INFOR.GET.ATTRIBUTES
Deze functie retourneert gevraagde schema-eigenschappen voor opgegeven dimensies.
INFOR.GET.ATTRIBUTES
ondersteunt dynamische matrices. De opgehaalde waarden lopen over naar de aangrenzende cellen.
Syntaxis
De functie heeft de volgende syntaxis:
=INFOR.GET.ATTRIBUTES("spillByColumns", "data_connection", "cube", "dimension", "hierarchy" {, "level", ["schema_property"]})

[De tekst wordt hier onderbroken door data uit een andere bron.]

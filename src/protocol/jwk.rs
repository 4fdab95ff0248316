/// JSON Web Key (RFC 7517) representation and RFC 7638 thumbprints
use crate::error::{AcmeError, Result};
use base64::Engine;
use base64::engine::general_purpose::URL_SAFE_NO_PAD;
use serde::{Deserialize, Serialize};
use serde_json::{Map, Value, json};
use sha2::{Digest, Sha256};

/// Public JSON Web Key
#[derive(Debug, Clone, Serialize, Deserialize, PartialEq, Eq)]
pub struct Jwk {
    /// Key type ("RSA", "EC", "OKP")
    pub kty: String,

    /// Remaining key parameters; serde_json's map keeps them sorted
    #[serde(flatten)]
    pub params: Map<String, Value>,
}

impl Jwk {
    /// Create an RSA public key
    pub fn rsa(n: impl Into<String>, e: impl Into<String>) -> Self {
        let mut params = Map::new();
        params.insert("n".to_string(), Value::String(n.into()));
        params.insert("e".to_string(), Value::String(e.into()));
        Self {
            kty: "RSA".to_string(),
            params,
        }
    }

    /// Create an EC public key on the named curve
    pub fn ec(crv: impl Into<String>, x: impl Into<String>, y: impl Into<String>) -> Self {
        let mut params = Map::new();
        params.insert("crv".to_string(), Value::String(crv.into()));
        params.insert("x".to_string(), Value::String(x.into()));
        params.insert("y".to_string(), Value::String(y.into()));
        Self {
            kty: "EC".to_string(),
            params,
        }
    }

    /// Create an Ed25519 public key
    pub fn ed25519(x: impl Into<String>) -> Self {
        let mut params = Map::new();
        params.insert("crv".to_string(), Value::String("Ed25519".to_string()));
        params.insert("x".to_string(), Value::String(x.into()));
        Self {
            kty: "OKP".to_string(),
            params,
        }
    }

    fn param(&self, name: &str) -> Result<&str> {
        self.params
            .get(name)
            .and_then(|v| v.as_str())
            .ok_or_else(|| {
                AcmeError::invalid_input(format!("Missing {} '{}' parameter", self.kty, name))
            })
    }

    /// Canonical JSON of the required members, sorted lexicographically,
    /// without whitespace (RFC 7638 §3)
    pub fn canonical(&self) -> Result<String> {
        let required = match self.kty.as_str() {
            "RSA" => json!({
                "e": self.param("e")?,
                "kty": "RSA",
                "n": self.param("n")?,
            }),
            "EC" => json!({
                "crv": self.param("crv")?,
                "kty": "EC",
                "x": self.param("x")?,
                "y": self.param("y")?,
            }),
            "OKP" => json!({
                "crv": self.param("crv")?,
                "kty": "OKP",
                "x": self.param("x")?,
            }),
            other => {
                return Err(AcmeError::invalid_input(format!(
                    "Unsupported key type: {}",
                    other
                )));
            }
        };
        Ok(required.to_string())
    }

    /// SHA-256 thumbprint of the canonical form, base64url without padding
    pub fn thumbprint_sha256(&self) -> Result<String> {
        let digest = Sha256::digest(self.canonical()?.as_bytes());
        Ok(URL_SAFE_NO_PAD.encode(digest))
    }

    /// Convert to a JSON value for embedding in a JWS header
    pub fn to_value(&self) -> Value {
        serde_json::to_value(self).unwrap_or(Value::Null)
    }
}

#[cfg(test)]
mod tests {
    use super::*;

    // RFC 7638 §3.1 example key
    const RFC7638_N: &str = "0vx7agoebGcQSuuPiLJXZptN9nndrQmbXEps2aiAFbWhM78LhWx4cbbfAAtVT86zwu1RK7aPFFxuhDR1L6tSoc_BJECPebWKRXjBZCiFV4n3oknjhMstn64tZ_2W-5JsGY4Hc5n9yBXArwl93lqt7_RN5w6Cf0h4QyQ5v-65YGjQR0_FDW2QvzqY368QQMicAtaSqzs8KJZgnYb9c7d0zgdAZHzu6qMQvRL5hajrn1n91CbOpbISD08qNLyrdkt-bFTWhAI4vMQFh6WeZu0fM4lFd2NcRwr3XPksINHaQ-G_xBniIqbw0Ls1jF44-csFCur-kEgU8awapJzKnqDKgw";

    #[test]
    fn test_rfc7638_thumbprint_vector() {
        let jwk = Jwk::rsa(RFC7638_N, "AQAB");
        assert_eq!(
            jwk.thumbprint_sha256().unwrap(),
            "NzbLsXh8uDCcd-6MNwXF4W_7noWXFZAfHkxZsRGC9Xs"
        );
    }

    #[test]
    fn test_canonical_is_field_order_independent() {
        // Built with n before e; canonical form must still sort e first.
        let jwk = Jwk::rsa(RFC7638_N, "AQAB");
        let canonical = jwk.canonical().unwrap();
        assert!(canonical.starts_with(r#"{"e":"AQAB","kty":"RSA","n":""#));
        assert!(!canonical.contains(' '));
    }

    #[test]
    fn test_canonical_ec() {
        let jwk = Jwk::ec(
            "P-256",
            "WKn-ZIGevcwGIyyrzFoZNBdaq9_TsqzGl96oc0CWuis",
            "y8lrnvOohSs2gksT69r56Fq3MZ_yCjL8MyCvD94PoWU",
        );
        let canonical = jwk.canonical().unwrap();
        assert!(canonical.starts_with(r#"{"crv":"P-256","kty":"EC","x":""#));
    }

    #[test]
    fn test_thumbprint_is_base64url() {
        let jwk = Jwk::ed25519("11qYAYKxCrfVS_7TyWQHOg7hcvPapiMlrwIaaPcHURo");
        let thumbprint = jwk.thumbprint_sha256().unwrap();
        assert!(!thumbprint.contains('='));
        assert!(!thumbprint.contains('+'));
        assert!(!thumbprint.contains('/'));
    }

    #[test]
    fn test_unknown_kty_rejected() {
        let jwk = Jwk {
            kty: "oct".to_string(),
            params: Map::new(),
        };
        assert!(jwk.thumbprint_sha256().is_err());
    }

    #[test]
    fn test_serde_round_trip() {
        let jwk = Jwk::ec("P-256", "xxx", "yyy");
        let json = serde_json::to_string(&jwk).unwrap();
        let parsed: Jwk = serde_json::from_str(&json).unwrap();
        assert_eq!(jwk, parsed);
    }
}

Deze tabel toont de parameters en de bijbehorende omschrijvingen:
Parameters
|
Omschrijving |
---|---|
spillByColumns | Een optionele Booleaanse waarde voor overlooprichting. Kies Waar voor overlopen in kolommen of Onwaar voor overlopen in rijen. Standaardwaarde: onwaar. |
gegevensverbinding | De unieke naam van de gegevensverbinding of een celverwijzing. |
kubus | Een unieke naam van een kubus of een celverwijzing. |
dimensie | De unieke naam van de dimensie of een celverwijzing. |
hiërarchie | De unieke naam van de hiërarchie of een celverwijzing. |
niveau | Een optionele parameter die de unieke naam van het niveau of een celverwijzing weergeeft. Indien opgegeven worden alleen kenmerken voor het geselecteerde niveau geretourneerd. |
schema_eigenschap |
Matrix van strings of celverwijzingen die staan voor de eigenschappen die moeten worden geretourneerd. Optionele parameter met de standaardwaarde "" die alle velden retourneert. De volgende waarden kunnen worden gebruikt:
|
Retourwaarden
Deze functie retourneert schema-eigenschappen voor alle beschikbare kenmerken voor de opgegeven gegevensverbinding, kubus, dimensie en hiërarchie. Als het niveau is opgegeven, worden alleen kenmerken die specifiek zijn voor dat niveau geretourneerd.